Pour penser à l’entrepreneuriat, il faut être outillé. La création de l’esprit entrepreneurial doit commencer dès l’école primaire. Il faut être ouvert aux développements technologiques, car ils ont un impact direct sur les emplois. Les jeunes doivent trouver des alternatives pour créer leur entreprise.
Nous ne disons pas que tous les jeunes doivent créer des entreprises, mais si une part importante de la jeunesse crée un tissu économique solide, cela contribuera au développement de nos pays. Il faut analyser le contexte économique et voir comment les startupers peuvent contribuer au développement des affaires.
Autrement dit, penser plus large ?
Il faut créer des synergies entre les grandes compagnies et les petites entreprises locales. Il ne s’agit pas de conflit entre grands et petits projets, mais de complémentarité. Cette réflexion doit être globale, impliquant la formation et les besoins du marché.
Les think tanks et les organisations internationales doivent harmoniser les politiques régionales. Les marchés évoluent rapidement, et certains métiers disparaissent tandis que d’autres apparaissent. La formation doit suivre ces évolutions.
Et pourtant, certains métiers sont amenés à disparaître et d’autres à apparaître, qu’en pensez-vous ?
Beaucoup de métiers sont en train d’apparaître tandis que d’autres disparaissent. La formation doit suivre ces évolutions. Les systèmes universitaires doivent inclure la dimension entrepreneuriale et s’adapter aux développements technologiques et environnementaux pour créer des économies plus fortes.
L’UpM travaille sur le plan régional, rassemblant les intervenants dans le domaine de l’enseignement pour échanger leurs expériences. Chaque nation développe ses propres stratégies, mais il faut s’ouvrir aux opportunités et adapter la formation aux impératifs locaux et aux enjeux régionaux.

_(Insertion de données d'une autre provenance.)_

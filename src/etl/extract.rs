/// Extract Module
///
/// Handles fetching a block and its transactions from a `ChainReader`, retrying
/// transient RPC failures with linear backoff.
use crate::error::{Error, Result, RpcError};
use crate::models::{BlockInfo, TransactionInfo};
use crate::rpc::ChainReader;
use std::future::Future;
use std::time::Duration;
use tokio::time::sleep;

/// Raw data fetched for a single block
#[derive(Debug, Clone)]
pub struct ExtractedBlock {
    pub block: BlockInfo,
    /// Fetched transactions, in the block's order
    pub transactions: Vec<TransactionInfo>,
    /// Transactions that could not be fetched
    pub skipped: usize,
}

/// Retry settings for RPC calls
#[derive(Debug, Clone, Copy)]
pub struct RetryPolicy {
    /// Retries after the first attempt
    pub max_retries: usize,
    /// Base delay, multiplied by the retry number
    pub retry_delay: Duration,
}

impl Default for RetryPolicy {
    fn default() -> Self {
        Self { max_retries: 3, retry_delay: Duration::from_millis(500) }
    }
}

impl RetryPolicy {
    /// Delay before retry number `attempt`, growing linearly and saturating
    pub fn backoff(&self, attempt: usize) -> Duration {
        self.retry_delay.saturating_mul(u32::try_from(attempt).unwrap_or(u32::MAX))
    }

    /// Run `call` until it succeeds, fails permanently, or retries run out.
    ///
    /// On failure returns the last error with the number of attempts made.
    pub async fn run<T, F, Fut>(&self, what: &str, mut call: F) -> Result<T, (RpcError, usize)>
    where
        F: FnMut() -> Fut,
        Fut: Future<Output = Result<T, RpcError>>,
    {
        let mut attempt = 0;

        loop {
            attempt += 1;

            match call().await {
                Ok(value) => return Ok(value),
                Err(e) if e.is_transient() && attempt <= self.max_retries => {
                    tracing::warn!("{} failed, retrying ({}/{}): {}", what, attempt, self.max_retries, e);
                    sleep(self.backoff(attempt)).await;
                }
                Err(e) => return Err((e, attempt)),
            }
        }
    }
}

/// Fetch a block and every transaction it references.
///
/// A block the node does not have yields `BlockNotFound`. A transaction that
/// cannot be fetched is logged and counted in `skipped`; it never fails the block.
pub async fn extract_block<R>(reader: &R, number: u64, retry: &RetryPolicy) -> Result<ExtractedBlock>
where
    R: ChainReader + ?Sized,
{
    let block = match retry.run(&format!("getBlock({})", number), || reader.get_block(number)).await {
        Ok(Some(block)) => block,
        Ok(None) => return Err(Error::BlockNotFound(number)),
        Err((source, attempts)) => return Err(Error::RpcUnavailable { block: number, attempts, source }),
    };

    let mut transactions = Vec::with_capacity(block.transactions.len());
    let mut skipped = 0;

    for hash in &block.transactions {
        match retry.run(&format!("getTransaction({})", hash), || reader.get_transaction(hash)).await {
            Ok(Some(tx)) => transactions.push(tx),
            Ok(None) => {
                tracing::warn!("Transaction {} in block {} not found, skipping", hash, number);
                skipped += 1;
            }
            Err((e, attempts)) => {
                tracing::warn!(
                    "Failed to fetch transaction {} in block {} after {} attempts, skipping: {}",
                    hash,
                    number,
                    attempts,
                    e
                );
                skipped += 1;
            }
        }
    }

    tracing::debug!("Fetched block {} with {} transactions ({} skipped)", number, transactions.len(), skipped);

    Ok(ExtractedBlock { block, transactions, skipped })
}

Les organisations internationales facilitent ces échanges. Elles ne détiennent pas la recette magique, mais elles peuvent formuler des recommandations. Au niveau de l’UpM, nous travaillons sur le plan régional…
Le mot de la fin ?
En conclusion, il est crucial d’anticiper et de réfléchir aux industries et aux emplois de demain. Encourager fiscalement les entreprises à investir, adapter les structures et les formations, et prendre en compte la dimension sociale, tout cela est essentiel pour un développement durable. Les nouvelles générations nous jugeront sur notre capacité à saisir ces opportunités et à établir un tissu économique performant répondant aux exigences des marchés.